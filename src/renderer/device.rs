use std::collections::HashSet;

use glam::UVec2;
use log::{debug, warn};

use crate::renderer::lights::LightShaderParamsRaw;
use crate::renderer::pipeline_state::PipelineStateDesc;
use crate::renderer::shadow_split::ShadowMapRegion;
use crate::scene::{DrawableIndex, GeometryId, MaterialId, MAX_CASCADE_SPLITS};

/// Texture handle issued by a [`GraphicsDevice`]. Zero is never a valid texture.
#[derive(Clone, Copy, Debug, Default, PartialEq, Eq, Hash, PartialOrd, Ord)]
pub struct TextureId(pub u32);

impl TextureId {
    pub const INVALID: TextureId = TextureId(0);

    pub fn is_valid(self) -> bool {
        self.0 != 0
    }
}

#[derive(Clone, Copy, Debug, PartialEq, Eq, Hash, PartialOrd, Ord)]
pub struct PipelineStateId(pub u32);

#[derive(Clone, Copy, Debug, PartialEq, Eq)]
pub struct DeviceCapabilities {
    pub max_shadow_cascades: usize,
    pub max_texture_size: u32,
    pub supports_instancing: bool,
    pub max_shadow_atlas_pages: usize,
}

impl Default for DeviceCapabilities {
    fn default() -> Self {
        Self {
            max_shadow_cascades: MAX_CASCADE_SPLITS,
            max_texture_size: 8192,
            supports_instancing: true,
            max_shadow_atlas_pages: 4,
        }
    }
}

/// What subsequent draw commands render into.
#[derive(Clone, Debug, PartialEq)]
pub enum PassTarget {
    ShadowSplit { region: ShadowMapRegion },
    Scene { pass_name: String },
    LightVolumes,
}

#[derive(Clone, Copy, Debug, PartialEq)]
pub struct DrawCommand {
    pub pipeline_state: PipelineStateId,
    pub geometry: GeometryId,
    pub material: MaterialId,
    pub drawable: DrawableIndex,
    /// Index into the light table uploaded with [`GraphicsDevice::upload_lights`].
    pub light: Option<u32>,
    pub vertex_lights: [u32; 4],
    pub start_instance: u32,
    pub num_instances: u32,
}

/// Everything the pipeline needs from the native graphics API.
pub trait GraphicsDevice: Send + Sync {
    fn capabilities(&self) -> DeviceCapabilities;

    /// Creates a depth texture page for the shadow atlas, or `TextureId::INVALID`.
    fn create_shadow_atlas_page(&mut self, size: UVec2) -> TextureId;

    fn create_pipeline_state(&mut self, desc: &PipelineStateDesc) -> Option<PipelineStateId>;

    fn begin_pass(&mut self, target: &PassTarget);

    fn upload_lights(&mut self, lights: &[LightShaderParamsRaw]);

    fn submit(&mut self, command: &DrawCommand);
}

/// Device that records every call instead of talking to a GPU.
#[derive(Debug, Default)]
pub struct HeadlessDevice {
    capabilities: DeviceCapabilities,
    rejected_shaders: HashSet<String>,
    pages: Vec<UVec2>,
    pipeline_states: Vec<PipelineStateDesc>,
    passes: Vec<PassTarget>,
    light_buffer: Vec<u8>,
    num_uploaded_lights: usize,
    commands: Vec<DrawCommand>,
}

impl HeadlessDevice {
    pub fn new() -> Self {
        Self::default()
    }

    pub fn with_capabilities(capabilities: DeviceCapabilities) -> Self {
        Self {
            capabilities,
            ..Self::default()
        }
    }

    /// Makes pipeline state creation fail for `shader`.
    pub fn reject_shader(&mut self, shader: impl Into<String>) {
        self.rejected_shaders.insert(shader.into());
    }

    pub fn atlas_pages(&self) -> &[UVec2] {
        &self.pages
    }

    pub fn pipeline_states(&self) -> &[PipelineStateDesc] {
        &self.pipeline_states
    }

    pub fn passes(&self) -> &[PassTarget] {
        &self.passes
    }

    pub fn commands(&self) -> &[DrawCommand] {
        &self.commands
    }

    pub fn num_uploaded_lights(&self) -> usize {
        self.num_uploaded_lights
    }

    pub fn light_buffer(&self) -> &[u8] {
        &self.light_buffer
    }

    /// Forgets recorded passes and commands; created resources stay alive.
    pub fn clear_frame(&mut self) {
        self.passes.clear();
        self.commands.clear();
    }
}

impl GraphicsDevice for HeadlessDevice {
    fn capabilities(&self) -> DeviceCapabilities {
        self.capabilities
    }

    fn create_shadow_atlas_page(&mut self, size: UVec2) -> TextureId {
        if self.pages.len() >= self.capabilities.max_shadow_atlas_pages
            || size.max_element() > self.capabilities.max_texture_size
        {
            warn!("Cannot create {}x{} shadow atlas page", size.x, size.y);
            return TextureId::INVALID;
        }
        self.pages.push(size);
        debug!("Created shadow atlas page {} ({}x{})", self.pages.len(), size.x, size.y);
        TextureId(self.pages.len() as u32)
    }

    fn create_pipeline_state(&mut self, desc: &PipelineStateDesc) -> Option<PipelineStateId> {
        if self.rejected_shaders.contains(&desc.shader) {
            return None;
        }
        self.pipeline_states.push(desc.clone());
        Some(PipelineStateId(self.pipeline_states.len() as u32 - 1))
    }

    fn begin_pass(&mut self, target: &PassTarget) {
        self.passes.push(target.clone());
    }

    fn upload_lights(&mut self, lights: &[LightShaderParamsRaw]) {
        self.light_buffer.clear();
        self.light_buffer.extend_from_slice(bytemuck::cast_slice(lights));
        self.num_uploaded_lights = lights.len();
    }

    fn submit(&mut self, command: &DrawCommand) {
        self.commands.push(*command);
    }
}

#[cfg(test)]
mod tests {
    use super::*;
    use crate::renderer::lights::CookedLightParams;

    #[test]
    fn atlas_pages_respect_capabilities() {
        let mut device = HeadlessDevice::with_capabilities(DeviceCapabilities {
            max_shadow_atlas_pages: 1,
            ..DeviceCapabilities::default()
        });
        let first = device.create_shadow_atlas_page(UVec2::splat(2048));
        let second = device.create_shadow_atlas_page(UVec2::splat(2048));
        assert!(first.is_valid());
        assert!(!second.is_valid());
        assert_eq!(device.atlas_pages().len(), 1);
    }

    #[test]
    fn rejected_shaders_fail_pipeline_creation() {
        let mut device = HeadlessDevice::new();
        device.reject_shader("Broken");
        let ok = PipelineStateDesc::new("LitSolid");
        let broken = PipelineStateDesc::new("Broken");
        assert_eq!(device.create_pipeline_state(&ok), Some(PipelineStateId(0)));
        assert_eq!(device.create_pipeline_state(&broken), None);
    }

    #[test]
    fn light_upload_keeps_raw_bytes() {
        let mut device = HeadlessDevice::new();
        let raw = [CookedLightParams::default().to_raw(false); 3];
        device.upload_lights(&raw);
        assert_eq!(device.num_uploaded_lights(), 3);
        assert_eq!(device.light_buffer().len(), 3 * std::mem::size_of::<LightShaderParamsRaw>());
    }
}
use glam::{Mat4, Vec3};

use super::{BoundingBox, Sphere};

#[derive(Clone, Copy, Debug, PartialEq, Eq)]
pub enum Intersection {
    Outside,
    Intersects,
    Inside,
}

/// Plane in the form `normal.dot(p) + d = 0`, with `normal` pointing to the positive half-space.
#[derive(Clone, Copy, Debug, PartialEq)]
pub struct Plane {
    pub normal: Vec3,
    pub d: f32,
}

impl Plane {
    pub fn from_normal_point(normal: Vec3, point: Vec3) -> Self {
        Self {
            normal,
            d: -normal.dot(point),
        }
    }

    pub fn from_points(a: Vec3, b: Vec3, c: Vec3) -> Self {
        let normal = (b - a).cross(c - a).normalize_or_zero();
        Self::from_normal_point(normal, a)
    }

    pub fn distance(&self, point: Vec3) -> f32 {
        self.normal.dot(point) + self.d
    }

    pub fn flipped(&self) -> Self {
        Self {
            normal: -self.normal,
            d: -self.d,
        }
    }
}

pub const NUM_FRUSTUM_PLANES: usize = 6;
pub const NUM_FRUSTUM_VERTICES: usize = 8;

/// Convex frustum described by inward-facing planes and its eight corners.
/// Vertices 0..4 lie on the near plane and 4..8 on the far plane, in matching order.
#[derive(Clone, Copy, Debug, PartialEq)]
pub struct Frustum {
    pub planes: [Plane; NUM_FRUSTUM_PLANES],
    pub vertices: [Vec3; NUM_FRUSTUM_VERTICES],
}

impl Frustum {
    /// Frustum with the given near and far half extents, looking down -Z in local space.
    pub fn from_extents(near: f32, near_half: (f32, f32), far: f32, far_half: (f32, f32), transform: &Mat4) -> Self {
        let (nw, nh) = near_half;
        let (fw, fh) = far_half;
        let local = [
            Vec3::new(nw, nh, -near),
            Vec3::new(nw, -nh, -near),
            Vec3::new(-nw, -nh, -near),
            Vec3::new(-nw, nh, -near),
            Vec3::new(fw, fh, -far),
            Vec3::new(fw, -fh, -far),
            Vec3::new(-fw, -fh, -far),
            Vec3::new(-fw, fh, -far),
        ];
        Self::from_vertices(local.map(|v| transform.transform_point3(v)))
    }

    pub fn perspective(fov_y_radians: f32, aspect: f32, zoom: f32, near: f32, far: f32, transform: &Mat4) -> Self {
        let half_h = (fov_y_radians * 0.5).tan() / zoom;
        let half_w = half_h * aspect;
        Self::from_extents(
            near,
            (near * half_w, near * half_h),
            far,
            (far * half_w, far * half_h),
            transform,
        )
    }

    pub fn orthographic(ortho_size: f32, aspect: f32, zoom: f32, near: f32, far: f32, transform: &Mat4) -> Self {
        let half_h = ortho_size * 0.5 / zoom;
        let half_w = half_h * aspect;
        Self::from_extents(near, (half_w, half_h), far, (half_w, half_h), transform)
    }

    pub fn from_vertices(vertices: [Vec3; NUM_FRUSTUM_VERTICES]) -> Self {
        let v = &vertices;
        let center = v.iter().copied().sum::<Vec3>() / NUM_FRUSTUM_VERTICES as f32;
        let facing_center = |plane: Plane| {
            if plane.distance(center) < 0.0 {
                plane.flipped()
            } else {
                plane
            }
        };
        // Side planes use two far corners so a collapsed near face still yields valid planes.
        let far = facing_center(Plane::from_points(v[4], v[5], v[6]));
        let near = facing_center(Plane::from_normal_point(-far.normal, v[0]));
        let sides = [(v[2], v[6], v[7]), (v[0], v[4], v[5]), (v[3], v[7], v[4]), (v[1], v[5], v[6])]
            .map(|(a, b, c)| facing_center(Plane::from_points(a, b, c)));
        Self {
            planes: [near, far, sides[0], sides[1], sides[2], sides[3]],
            vertices,
        }
    }

    pub fn transformed(&self, matrix: &Mat4) -> Frustum {
        Frustum::from_vertices(self.vertices.map(|v| matrix.transform_point3(v)))
    }

    pub fn bounding_box(&self) -> BoundingBox {
        BoundingBox::from_points(self.vertices)
    }

    /// Whether the near and far faces collapsed into one.
    pub fn is_degenerate(&self) -> bool {
        self.vertices[0] == self.vertices[4]
    }

    pub fn is_inside_box(&self, bbox: &BoundingBox) -> Intersection {
        let mut all_inside = true;
        for plane in &self.planes {
            let positive = Vec3::select(plane.normal.cmpge(Vec3::ZERO), bbox.max, bbox.min);
            if plane.distance(positive) < 0.0 {
                return Intersection::Outside;
            }
            let negative = Vec3::select(plane.normal.cmpge(Vec3::ZERO), bbox.min, bbox.max);
            if plane.distance(negative) < 0.0 {
                all_inside = false;
            }
        }
        if all_inside {
            Intersection::Inside
        } else {
            Intersection::Intersects
        }
    }

    /// Conservative box test that never reports `Inside`.
    pub fn is_inside_box_fast(&self, bbox: &BoundingBox) -> Intersection {
        for plane in &self.planes {
            let positive = Vec3::select(plane.normal.cmpge(Vec3::ZERO), bbox.max, bbox.min);
            if plane.distance(positive) < 0.0 {
                return Intersection::Outside;
            }
        }
        Intersection::Intersects
    }

    pub fn intersects_box(&self, bbox: &BoundingBox) -> bool {
        self.is_inside_box_fast(bbox) != Intersection::Outside
    }

    pub fn intersects_sphere(&self, sphere: &Sphere) -> bool {
        self.planes
            .iter()
            .all(|plane| plane.distance(sphere.center) >= -sphere.radius)
    }

    /// Separating plane test between two convex frustums. Conservative: may report an
    /// intersection for frustums that are close but disjoint.
    pub fn intersects_frustum(&self, other: &Frustum) -> bool {
        let separated_by = |planes: &[Plane], vertices: &[Vec3]| {
            planes
                .iter()
                .any(|plane| vertices.iter().all(|v| plane.distance(*v) < 0.0))
        };
        !separated_by(&self.planes, &other.vertices) && !separated_by(&other.planes, &self.vertices)
    }

    /// Distance from the frustum to `point`, zero when the point is inside.
    pub fn distance(&self, point: Vec3) -> f32 {
        self.planes
            .iter()
            .map(|plane| -plane.distance(point))
            .fold(0.0, f32::max)
    }
}
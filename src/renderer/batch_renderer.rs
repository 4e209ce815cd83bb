use log::warn;

use crate::renderer::batch_compositor::SortedBatches;
use crate::renderer::device::{DrawCommand, GraphicsDevice, PassTarget};
use crate::renderer::pipeline_batch::group_batches;

#[derive(Clone, Copy, Debug, Default, PartialEq, Eq)]
pub struct BatchRenderStats {
    pub draw_calls: usize,
    pub batches_submitted: usize,
    /// Batches dropped because their pipeline state could not be created.
    pub batches_skipped: usize,
}

impl BatchRenderStats {
    pub fn merge(&mut self, other: BatchRenderStats) {
        self.draw_calls += other.draw_calls;
        self.batches_submitted += other.batches_submitted;
        self.batches_skipped += other.batches_skipped;
    }
}

/// Submits sorted pipeline batches to a device, merging compatible neighbours into
/// instanced draw calls.
#[derive(Debug, Default)]
pub struct BatchRenderer {
    warned_missing_state: bool,
    total_skipped: usize,
}

impl BatchRenderer {
    pub fn new() -> Self {
        Self::default()
    }

    /// Batches skipped since this renderer was created.
    pub fn total_skipped(&self) -> usize {
        self.total_skipped
    }

    pub fn render_batches(
        &mut self,
        device: &mut dyn GraphicsDevice,
        target: &PassTarget,
        batches: &SortedBatches,
        instancing: bool,
    ) -> BatchRenderStats {
        let mut stats = BatchRenderStats::default();
        device.begin_pass(target);

        for group in group_batches(&batches.batches, batches.order.iter().copied(), instancing) {
            let Some(&first) = group.batches.first() else {
                continue;
            };
            let batch = &batches.batches[first];

            let Some(pipeline_state) = batch.pipeline_state else {
                if !self.warned_missing_state {
                    warn!(
                        "Skipping batches without pipeline state (geometry {:?}, material {:?}, pass {:?})",
                        batch.geometry, batch.material, batch.pass
                    );
                    self.warned_missing_state = true;
                }
                stats.batches_skipped += group.batches.len();
                continue;
            };

            device.submit(&DrawCommand {
                pipeline_state,
                geometry: batch.geometry,
                material: batch.material,
                drawable: batch.drawable_index,
                light: batch.pixel_light,
                vertex_lights: batch.vertex_lights,
                start_instance: group.start_instance,
                num_instances: group.num_instances,
            });
            stats.draw_calls += 1;
            stats.batches_submitted += group.batches.len();
        }

        self.total_skipped += stats.batches_skipped;
        stats
    }
}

━━━━━━━━

Activity: Write out exactly the lines from the start of the material through the line with "pub vertex_lights: [u32;". No other output is expected.

Written answer:
filename src/renderer/device.rs
use std::collections::HashSet;

use glam::UVec2;
use log::{debug, warn};

use crate::renderer::lights::LightShaderParamsRaw;
use crate::renderer::pipeline_state::PipelineStateDesc;
use crate::renderer::shadow_split::ShadowMapRegion;
use crate::scene::{DrawableIndex, GeometryId, MaterialId, MAX_CASCADE_SPLITS};

/// Texture handle issued by a [`GraphicsDevice`]. Zero is never a valid texture.
#[derive(Clone, Copy, Debug, Default, PartialEq, Eq, Hash, PartialOrd, Ord)]
pub struct TextureId(pub u32);

impl TextureId {
    pub const INVALID: TextureId = TextureId(0);

    pub fn is_valid(self) -> bool {
        self.0 != 0
    }
}

#[derive(Clone, Copy, Debug, PartialEq, Eq, Hash, PartialOrd, Ord)]
pub struct PipelineStateId(pub u32);

#[derive(Clone, Copy, Debug, PartialEq, Eq)]
pub struct DeviceCapabilities {
    pub max_shadow_cascades: usize,
    pub max_texture_size: u32,
    pub supports_instancing: bool,
    pub max_shadow_atlas_pages: usize,
}

impl Default for DeviceCapabilities {
    fn default() -> Self {
        Self {
            max_shadow_cascades: MAX_CASCADE_SPLITS,
            max_texture_size: 8192,
            supports_instancing: true,
            max_shadow_atlas_pages: 4,
        }
    }
}

/// What subsequent draw commands render into.
#[derive(Clone, Debug, PartialEq)]
pub enum PassTarget {
    ShadowSplit { region: ShadowMapRegion },
    Scene { pass_name: String },
    LightVolumes,
}

#[derive(Clone, Copy, Debug, PartialEq)]
pub struct DrawCommand {
    pub pipeline_state: PipelineStateId,
    pub geometry: GeometryId,
    pub material: MaterialId,
    pub drawable: DrawableIndex,
    /// Index into the light table uploaded with [`GraphicsDevice::upload_lights`].
    pub light: Option<u32>,
    pub vertex_lights: [u32; 4],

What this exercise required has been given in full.